- Born: 18 October 2007 (age 18) Tallinn

Gymnastics career
- Discipline: Rhythmic gymnastics
- Country represented: Estonia (2021-present)
- Club: VK Elegance
- Head coaches: Julia Tjomuskina, Irina Stadnik, Natalja Ratsejeva

= Ester Kreitsman =

Estonian rhythmic gymnast (born 2007)

Ester Kreitsman (born 18 October 2007) is an Estonian rhythmic gymnast. She represents Estonia in international competitions as a member of the senior group.

== Biography ==

=== Junior ===
In 2021 Kreitsman was part of junior group together with Kamila Grigorenko, Anette Vaher, Ksenja Ozigina, Anzhelika Prisjaznjuk and Victoria Puusepp. In June, they competed at the 2021 Junior European Championships in Varna, Bulgaria and took 10th place in group all-around. They also qualified to 5 balls finals and took 6th place.

In 2022, Ester switched back to individual. At the Estonian Championships she won gold with hoop and ball, silver with clubs and ribbon. Together with Vaher she represented Estonia at the 2022 Junior European Championships in Tel Aviv, Israel. They took 10th place in team competition.

=== Senior ===
She became age eligible for senior competitions in 2023, debuting at the World Cup in Tashkent being 23rd overall, 23rd with hoop, 14th with ball, 32nd with clubs and 20th with ribbon. At the Estonian Championships she took bronze behind Polina Murashko and Melany Keler, as well as with ball and winning gold in the remaining event finals. In May she participated in the European Championships in Baku, being 23rd in the All-Around, 22nd with hoop, 23rd with ball, 24th with clubs and 59th with ribbon. In August she was selected for the World Championships in Valencia, finishing 49th in the All-Around, 37th with hoop, 42nd with clubs and 51st with ribbon. In January 2024 she was awarded best female gymnast in Estonia.
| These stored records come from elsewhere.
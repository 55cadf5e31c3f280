//! Chaining Phase
//!
//! Post-processes reified views, turning runs of calls to the same chainable instruction into a
//! single chained call. Two element starts in sequence:
//!
//! ```text
//! ɵɵelementStart(0, 'div');
//! ɵɵelementStart(1, 'span');
//! ```
//!
//! become `ɵɵelementStart(0, 'div')(1, 'span');`.

use std::collections::HashMap;

use once_cell::sync::Lazy;

use crate::error::{invariant, Result};
use crate::output::output_ast::{self as o, Expression, ExternalReference, InvokeFunctionExpr, Statement};
use crate::render3::r3_identifiers::Identifiers;
use crate::template::pipeline::ir::{OpId, OpList, SharedOps};
use crate::template::pipeline::src::compilation::CompilationJob;

/// Chains deeper than this risk overflowing the stack of whatever evaluates them.
const MAX_CHAIN_LENGTH: usize = 256;

/// Chainable instructions, mapped to the instruction a chain of them may continue with.
static CHAIN_COMPATIBILITY: Lazy<HashMap<ExternalReference, ExternalReference>> = Lazy::new(|| {
    let mut map: HashMap<_, _> = [
        Identifiers::attribute(),
        Identifiers::class_prop(),
        Identifiers::element(),
        Identifiers::element_container(),
        Identifiers::element_container_end(),
        Identifiers::element_container_start(),
        Identifiers::element_end(),
        Identifiers::element_start(),
        Identifiers::dom_property(),
        Identifiers::i18n_exp(),
        Identifiers::listener(),
        Identifiers::property(),
        Identifiers::style_prop(),
        Identifiers::template_create(),
        Identifiers::two_way_property(),
        Identifiers::two_way_listener(),
        Identifiers::declare_let(),
        Identifiers::conditional_branch_create(),
        Identifiers::dom_element(),
        Identifiers::dom_element_start(),
        Identifiers::dom_element_end(),
        Identifiers::dom_element_container(),
        Identifiers::dom_element_container_start(),
        Identifiers::dom_element_container_end(),
        Identifiers::dom_listener(),
        Identifiers::dom_template(),
    ]
    .into_iter()
    .map(|instruction| (instruction.clone(), instruction))
    .collect();
    // The branches of an `@if` or `@switch` follow its first template.
    map.insert(Identifiers::conditional_create(), Identifiers::conditional_branch_create());
    map
});

struct Chain {
    /// The statement holding the whole chain.
    head: OpId,
    /// What a call must chain as to join this chain.
    continues_as: &'static ExternalReference,
    length: usize,
}

pub fn chain(job: &mut CompilationJob) -> Result<()> {
    for unit in job.units_mut() {
        chain_operations_in_list(&mut unit.create)?;
        chain_operations_in_list(&mut unit.update)?;
    }
    Ok(())
}

/// The call of an expression statement whose callee is a chainable instruction, with that
/// instruction and the instruction a chain started by it continues with.
fn chainable_call(
    stmt: &Statement,
) -> Option<(&'static ExternalReference, &'static ExternalReference, &InvokeFunctionExpr)> {
    let Statement::Expression(stmt) = stmt else { return None };
    let Expression::InvokeFn(call) = &*stmt.expr else { return None };
    let Expression::External(callee) = &*call.fn_ else { return None };
    let (instruction, continues_as) = CHAIN_COMPATIBILITY.get_key_value(&callee.value)?;
    Some((instruction, continues_as, call))
}

fn chain_operations_in_list<T: SharedOps>(ops: &mut OpList<T>) -> Result<()> {
    let mut current: Option<Chain> = None;

    for id in ops.ids() {
        let link = ops
            .get(id)
            .and_then(SharedOps::as_statement)
            .and_then(|op| chainable_call(&op.statement))
            .map(|(instruction, continues_as, call)| {
                (instruction, continues_as, call.args.clone(), call.source_span.clone(), call.pure)
            });
        let Some((instruction, continues_as, args, source_span, pure)) = link else {
            current = None;
            continue;
        };

        match current.as_mut() {
            Some(chain) if chain.continues_as == instruction && chain.length < MAX_CHAIN_LENGTH => {
                let Some(Statement::Expression(head)) =
                    ops.get_mut(chain.head).and_then(SharedOps::as_statement_mut).map(|op| &mut op.statement)
                else {
                    return invariant("chain head is no longer an expression statement");
                };
                let callee = std::mem::replace(&mut *head.expr, o::null_expr());
                *head.expr = Expression::InvokeFn(InvokeFunctionExpr {
                    fn_: Box::new(callee),
                    args,
                    source_span,
                    pure,
                });
                chain.length += 1;
                ops.remove(id)?;
            }
            _ => {
                current = Some(Chain {
                    head: id,
                    continues_as,
                    length: 1,
                });
            }
        }
    }
    Ok(())
}

#[cfg(test)]
mod tests {
    use super::*;
    use crate::config::PipelineConfig;
    use crate::constant_pool::ConstantPool;
    use crate::template::pipeline::ir::{create_statement_op, CreateOp, UpdateOp};

    fn call(instruction: ExternalReference, slot: usize) -> Statement {
        o::import_ref(instruction).call_fn(vec![o::literal(slot)], None).to_stmt()
    }

    /// Every link of each statement as `(instruction, first argument)`, innermost first.
    fn links<T: SharedOps>(ops: &OpList<T>) -> Vec<Vec<(String, String)>> {
        ops.iter()
            .filter_map(SharedOps::as_statement)
            .map(|op| {
                let Statement::Expression(stmt) = &op.statement else { panic!("expected an expression statement") };
                let mut links = Vec::new();
                let mut expr = &*stmt.expr;
                while let Expression::InvokeFn(call) = expr {
                    links.push(format!("{:?}", call.args[0]));
                    expr = &call.fn_;
                }
                let Expression::External(callee) = expr else { panic!("expected an instruction") };
                let name = callee.value.name.clone().unwrap_or_default();
                links.into_iter().rev().map(|arg| (name.clone(), arg)).collect()
            })
            .collect()
    }

    fn names<T: SharedOps>(ops: &OpList<T>) -> Vec<Vec<String>> {
        links(ops).into_iter().map(|stmt| stmt.into_iter().map(|(name, _)| name).collect()).collect()
    }

    fn job_with(create: Vec<Statement>, update: Vec<Statement>) -> CompilationJob {
        let mut job = CompilationJob::component("Cmp", ConstantPool::new(), PipelineConfig::default());
        let unit = job.root_unit_mut();
        for stmt in create {
            unit.create.push(CreateOp::Statement(create_statement_op(stmt)));
        }
        for stmt in update {
            unit.update.push(UpdateOp::Statement(create_statement_op(stmt)));
        }
        job
    }

    #[test]
    fn consecutive_calls_to_one_instruction_are_chained_in_order() {
        let mut job = job_with(
            vec![
                call(Identifiers::element_start(), 0),
                call(Identifiers::element_start(), 1),
                call(Identifiers::element_end(), 0),
                call(Identifiers::element_end(), 0),
            ],
            vec![call(Identifiers::property(), 0), call(Identifiers::property(), 1)],
        );

        chain(&mut job).unwrap();

        let unit = job.root_unit();
        assert_eq!(
            names(&unit.create),
            vec![vec!["ɵɵelementStart", "ɵɵelementStart"], vec!["ɵɵelementEnd", "ɵɵelementEnd"]]
        );
        let args: Vec<String> = links(&unit.create)[0].iter().map(|(_, arg)| arg.clone()).collect();
        assert_eq!(args, vec![format!("{:?}", o::literal(0usize)), format!("{:?}", o::literal(1usize))]);
        assert_eq!(names(&unit.update), vec![vec!["ɵɵproperty", "ɵɵproperty"]]);
    }

    #[test]
    fn unchainable_calls_break_a_chain() {
        let mut job = job_with(
            vec![],
            vec![
                call(Identifiers::property(), 0),
                call(Identifiers::advance(), 1),
                call(Identifiers::property(), 1),
                call(Identifiers::text_interpolate_n(0), 2),
                call(Identifiers::text_interpolate_n(0), 3),
            ],
        );

        chain(&mut job).unwrap();

        assert_eq!(
            names(&job.root_unit().update),
            vec![
                vec!["ɵɵproperty"],
                vec!["ɵɵadvance"],
                vec!["ɵɵproperty"],
                vec!["ɵɵtextInterpolate"],
                vec!["ɵɵtextInterpolate"],
            ]
        );
    }

    #[test]
    fn conditional_branches_continue_the_first_template() {
        let mut job = job_with(
            vec![
                call(Identifiers::conditional_create(), 0),
                call(Identifiers::conditional_branch_create(), 1),
                call(Identifiers::conditional_branch_create(), 2),
                call(Identifiers::conditional_create(), 3),
            ],
            vec![],
        );

        chain(&mut job).unwrap();

        assert_eq!(
            names(&job.root_unit().create),
            vec![
                vec!["ɵɵconditionalCreate", "ɵɵconditionalCreate", "ɵɵconditionalCreate"],
                vec!["ɵɵconditionalCreate"],
            ]
        );
    }

    #[test]
    fn long_runs_split_at_the_maximum_length() {
        let run = (0..MAX_CHAIN_LENGTH + 1).map(|slot| call(Identifiers::text(), slot)).collect();
        let mut job = job_with(run, vec![]);

        chain(&mut job).unwrap();

        let lengths: Vec<usize> = links(&job.root_unit().create).iter().map(Vec::len).collect();
        assert_eq!(lengths, vec![1; MAX_CHAIN_LENGTH + 1]);

        let run = (0..MAX_CHAIN_LENGTH + 1).map(|slot| call(Identifiers::element(), slot)).collect();
        let mut job = job_with(run, vec![]);

        chain(&mut job).unwrap();

        let lengths: Vec<usize> = links(&job.root_unit().create).iter().map(Vec::len).collect();
        assert_eq!(lengths, vec![MAX_CHAIN_LENGTH, 1]);
    }
}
In April 2025 she returned to competition after a long pause due to injury, winning silver with ribbon at nationals. In late July it was announced she switched to the group modality. She made her debut with the group competing at the World Cup in Cluj-Napoca, being 7th in the All-Around and 6th with 5 ribbons. In August she was selected for the World Championships in Rio de Janeiro along Valeria Valasevits, Elys Kretelle Kukk, Ksenja Ozigina, Johanna Simone Pertens and Polina Tubaleva, taking 12th place in the All-Around, 10th with 5 ribbons and 19th with 3 balls & 2 hoops.